Wednesday, July 7, 2010

British Museum General Archive

Image source:

Today, a group of Library and Information Science students visited the British Museum's General Archive. I am not very familiar with archives, so every chance I get to visit one is a trip into a different world.

Stephanie Clarke, the Museum Archivist, and her assistant Bryony led our tour. There is only one other staff member in the Archive, a woman who worked in administration for many years and has been very valuable in applying her firsthand experience with the Museum to understanding the organizational processes that generated the papers now in the archive collection.

The Archive holds 6 record series. These include Finance Records, Staff Records, Trustee Records, Building Records, and Temporary Exhibitions records. Examples of objects in the General Archive collections include 8,000 photographs taken of the Museum and its collections, stereoscope images of objects in the collections, architectural drawings of the Museum buildings, minutes from meetings of the Board of Trustees, and successful job applications for Museum employees from the 19th century.

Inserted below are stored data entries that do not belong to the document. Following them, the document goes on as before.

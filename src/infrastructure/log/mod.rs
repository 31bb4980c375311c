//! Deploy log sinks
//!
//! Concrete implementations of `DeployLog`:
//! - FileLog: timestamped run log, one file per run
//! - ConsoleLog: colored terminal output on stderr
//! - TeeLog: fan-out to several sinks

mod console;
mod file;
mod tee;

pub use console::ConsoleLog;
pub use file::FileLog;
pub use tee::TeeLog;
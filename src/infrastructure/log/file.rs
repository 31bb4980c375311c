//! File Log
//!
//! Appends `[YYYY-MM-DD HH:MM:SS] [LEVEL] message` lines, flushed per
//! record so the file is complete even if the run is killed.

use std::fs::{self, OpenOptions};
use std::io::{self, Write};
use std::path::{Path, PathBuf};
use std::sync::Mutex;

use chrono::Local;

use crate::domain::ports::{DeployLog, LogLevel};
use crate::domain::value_objects::ProjectName;

pub struct FileLog {
    path: PathBuf,
    /// Mutex to ensure thread-safe writes
    writer: Mutex<Box<dyn Write + Send>>,
}

impl FileLog {
    /// Create `<dir>/hoist-<project>-<YYYYmmdd-HHMMSS>.log`
    pub fn create(dir: &Path, project: &ProjectName) -> io::Result<Self> {
        fs::create_dir_all(dir)?;
        let name = format!(
            "hoist-{}-{}.log",
            project,
            Local::now().format("%Y%m%d-%H%M%S")
        );
        let path = dir.join(name);
        let file = OpenOptions::new().create(true).append(true).open(&path)?;
        Ok(Self {
            path,
            writer: Mutex::new(Box::new(file)),
        })
    }

    /// Log to a custom writer (for testing)
    #[cfg(test)]
    pub fn with_writer<W: Write + Send + 'static>(writer: W) -> Self {
        Self {
            path: PathBuf::new(),
            writer: Mutex::new(Box::new(writer)),
        }
    }

    pub fn path(&self) -> &Path {
        &self.path
    }
}

impl DeployLog for FileLog {
    fn record(&self, level: LogLevel, message: &str) {
        let stamp = Local::now().format("%Y-%m-%d %H:%M:%S");
        if let Ok(mut writer) = self.writer.lock() {
            let mut lines = message.lines().peekable();
            if lines.peek().is_none() {
                let _ = writeln!(writer, "[{}] [{}]", stamp, level.tag());
            }
            for line in lines {
                let _ = writeln!(writer, "[{}] [{}] {}", stamp, level.tag(), line);
            }
            let _ = writer.flush();
        }
    }
}
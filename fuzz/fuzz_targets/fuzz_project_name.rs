#![no_main]

use hoist::domain::value_objects::ProjectName;
use libfuzzer_sys::fuzz_target;

fuzz_target!(|data: &[u8]| {
    if let Ok(url) = std::str::from_utf8(data) {
        if let Some(name) = ProjectName::from_repository(url) {
            // Every derived name is spliced into remote shell commands
            // and used as a compose project and image name
            let s = name.as_str();
            assert!(s
                .chars()
                .all(|c| c.is_ascii_lowercase() || c.is_ascii_digit() || "_-".contains(c)));
            assert!(!s.contains("--") && !s.contains("__") && !s.contains("-_") && !s.contains("_-"));
        }
    }
});
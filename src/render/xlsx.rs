use rust_xlsxwriter::{Format, FormatAlign, Workbook, Worksheet};

use super::{CellStyle, TabularSheet};
use crate::error::{ReportError, Result};

/// rust_xlsxwriter-backed sheet. Built as a detached worksheet and attached
/// to a workbook only when the bytes are produced.
pub struct XlsxSheet {
    worksheet: Worksheet,
}

impl XlsxSheet {
    pub fn new(sheet_name: &str) -> Result<Self> {
        let mut worksheet = Worksheet::new();
        worksheet
            .set_name(sheet_name)
            .map_err(|e| ReportError::SheetGeneration(e.to_string()))?;
        Ok(Self { worksheet })
    }

    pub fn into_bytes(self) -> Result<Vec<u8>> {
        let mut workbook = Workbook::new();
        workbook.push_worksheet(self.worksheet);
        workbook
            .save_to_buffer()
            .map_err(|e| ReportError::SheetGeneration(e.to_string()))
    }

    fn format(style: CellStyle) -> Format {
        let mut format = Format::new();
        if style.bold {
            format = format.set_bold();
        }
        if style.centered {
            format = format.set_align(FormatAlign::Center);
        }
        format
    }
}

impl TabularSheet for XlsxSheet {
    fn write(&mut self, row: u32, col: u16, text: &str, style: CellStyle) -> Result<()> {
        self.worksheet
            .write_string_with_format(row, col, text, &Self::format(style))
            .map_err(|e| ReportError::SheetGeneration(e.to_string()))?;
        Ok(())
    }

    fn merge_across(
        &mut self,
        row: u32,
        first_col: u16,
        last_col: u16,
        text: &str,
        style: CellStyle,
    ) -> Result<()> {
        self.worksheet
            .merge_range(row, first_col, row, last_col, text, &Self::format(style))
            .map_err(|e| ReportError::SheetGeneration(e.to_string()))?;
        Ok(())
    }

    fn set_column_width(&mut self, col: u16, width: f64) -> Result<()> {
        self.worksheet
            .set_column_width(col, width)
            .map_err(|e| ReportError::SheetGeneration(e.to_string()))?;
        Ok(())
    }
}
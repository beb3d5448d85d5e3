mod org;

pub use org::{Config, Organization, OutputSettings};

use crate::error::{ReportError, Result};
use directories::ProjectDirs;
use std::fs;
use std::path::{Path, PathBuf};

/// Get the config directory path (~/.invrep/)
pub fn config_dir() -> Result<PathBuf> {
    // First try XDG-style directories
    if let Some(proj_dirs) = ProjectDirs::from("", "", "invrep") {
        return Ok(proj_dirs.config_dir().to_path_buf());
    }

    // Fallback to ~/.invrep/
    let home = dirs_home().ok_or_else(|| {
        ReportError::Io(std::io::Error::new(
            std::io::ErrorKind::NotFound,
            "Could not determine home directory",
        ))
    })?;

    Ok(home.join(".invrep"))
}

fn dirs_home() -> Option<PathBuf> {
    std::env::var_os("HOME").map(PathBuf::from)
}

/// Expand ~ in paths
pub fn expand_path(path: &str) -> PathBuf {
    if let Some(rest) = path.strip_prefix("~/") {
        if let Some(home) = dirs_home() {
            return home.join(rest);
        }
    }
    PathBuf::from(path)
}

/// Load the main config.toml
pub fn load_config(config_dir: &Path) -> Result<Config> {
    let path = config_dir.join("config.toml");
    if !path.exists() {
        return Err(ReportError::ConfigFileNotFound(path));
    }
    let content = fs::read_to_string(&path)?;
    toml::from_str(&content).map_err(|e| ReportError::ConfigParse { path, source: e })
}

/// Resolve the artifact output directory. `~` expands against the home
/// directory; a relative path is taken relative to the config directory.
pub fn resolve_output_dir(dir: &str, config_dir: &Path) -> PathBuf {
    let expanded = expand_path(dir);
    if expanded.is_absolute() {
        expanded
    } else {
        config_dir.join(expanded)
    }
}

/// Template content for config.toml
pub const CONFIG_TEMPLATE: &str = r#"[org]
name = "Tusuka Trousers Ltd."
address = "Neelngar, Konabari, Gazipur"
report_title = "Inventory Report"

[output]
# Where generated artifacts land unless 'generate --out-dir' says otherwise.
# Relative paths are resolved against this config directory.
dir = "output"
"#;
use chrono::NaiveDate;

/// Render a quantity with the fewest digits that preserve it (100, 2.5).
pub fn format_qty(value: f64) -> String {
    format!("{}", value)
}

/// Render a money amount with two decimal places, no grouping.
pub fn format_amount(value: f64) -> String {
    format!("{:.2}", value)
}

/// Group an integer with thousands separators for terminal display.
pub fn format_grouped_int(value: i64) -> String {
    let negative = value < 0;
    let digits = value.unsigned_abs().to_string();
    let mut out = String::with_capacity(digits.len() + digits.len() / 3);

    for (i, ch) in digits.chars().rev().enumerate() {
        if i > 0 && i % 3 == 0 {
            out.push(',');
        }
        out.push(ch);
    }

    let mut grouped: String = out.chars().rev().collect();
    if negative {
        grouped.insert(0, '-');
    }
    grouped
}

/// Two decimal places with thousands separators for terminal display.
pub fn format_grouped_amount(value: f64) -> String {
    let rounded = format!("{:.2}", value);
    let (whole, frac) = rounded.split_once('.').unwrap_or((rounded.as_str(), "00"));

    let negative = whole.starts_with('-');
    let digits = if negative { &whole[1..] } else { whole };
    let grouped = format_grouped_int(digits.parse::<i64>().unwrap_or(0));

    if negative {
        format!("-{}.{}", grouped, frac)
    } else {
        format!("{}.{}", grouped, frac)
    }
}

/// Filename date segment from a `DD-Mon-YYYY` billing date: "01-Jan-2025"
/// becomes "01.01.25". Unparseable input falls back to the sentinel
/// "00.00.00" and generation carries on.
pub fn filename_date(billing_date: &str) -> String {
    match NaiveDate::parse_from_str(billing_date.trim(), "%d-%b-%Y") {
        Ok(date) => date.format("%d.%m.%y").to_string(),
        Err(_) => "00.00.00".to_string(),
    }
}

/// Base name shared by both artifacts (extension added per artifact).
pub fn report_basename(buyer_name: &str, total_value: f64, billing_date: &str) -> String {
    let name = format!(
        "Bill of Buyer {} ${} DATE-{}",
        buyer_name,
        total_value.round() as i64,
        filename_date(billing_date)
    );
    sanitize_filename(&name)
}

/// Keep artifact names filesystem-safe; anything outside the allowed set
/// becomes an underscore.
pub fn sanitize_filename(input: &str) -> String {
    let mut out = String::with_capacity(input.len());
    for ch in input.chars() {
        let ok = ch.is_ascii_alphanumeric()
            || ch == '-'
            || ch == '_'
            || ch == '.'
            || ch == ' '
            || ch == '$';
        out.push(if ok { ch } else { '_' });
    }
    let trimmed = out.trim().to_string();
    if trimmed.is_empty() {
        "report".to_string()
    } else {
        trimmed
    }
}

One of the major things that sets archives apart from libraries is that they inherit their collections from an outside entity. This means that their collections often reflect the organizational structure of the organization that created the records. Sometimes this arrangement appears quite sensible, other times it is quirky and unexpected. The General Archive is no exception: on one hand, I found it quite logical that, as Clarke explained, each Museum department has its own archival on material in its own permanent collections. On the other, I was very surprised to learn that the General Archive houses the reader's tickets from the British Library. This quirk in the collection is due to the history of the two institutions, Clarke explained. The British Library was originally housed on the British Museum campus, and when it moved to its new location, it left its archive of reader's tickets in the care of the General Archive.

Another surprising object in the collection was an exploded shell that had hit the Museum during Second World War. Clarke showed this to us along with photographs of the damage to the museum during the war. Most of the collections had been moved to underground storage when the war started, which was fortunate because the building was heavily damaged. I was very glad Clarke brought these things out for us; in the US, students learn in history class that London was heavily bombed during the War. Full stop. Period novels are a little better at illustrating the reality of what this entailed, but it wasn't really until I arrived here, and could see the entire Royal Festival Hall--built over an area bombed out in the war--and the entire Barbican, built over an area bombed out in the war--that I finally felt I understood what it meant for London to have been bombed.

1 comment:

  1. Really cool image but I'm having trouble viewing the image source. Maybe you could label it?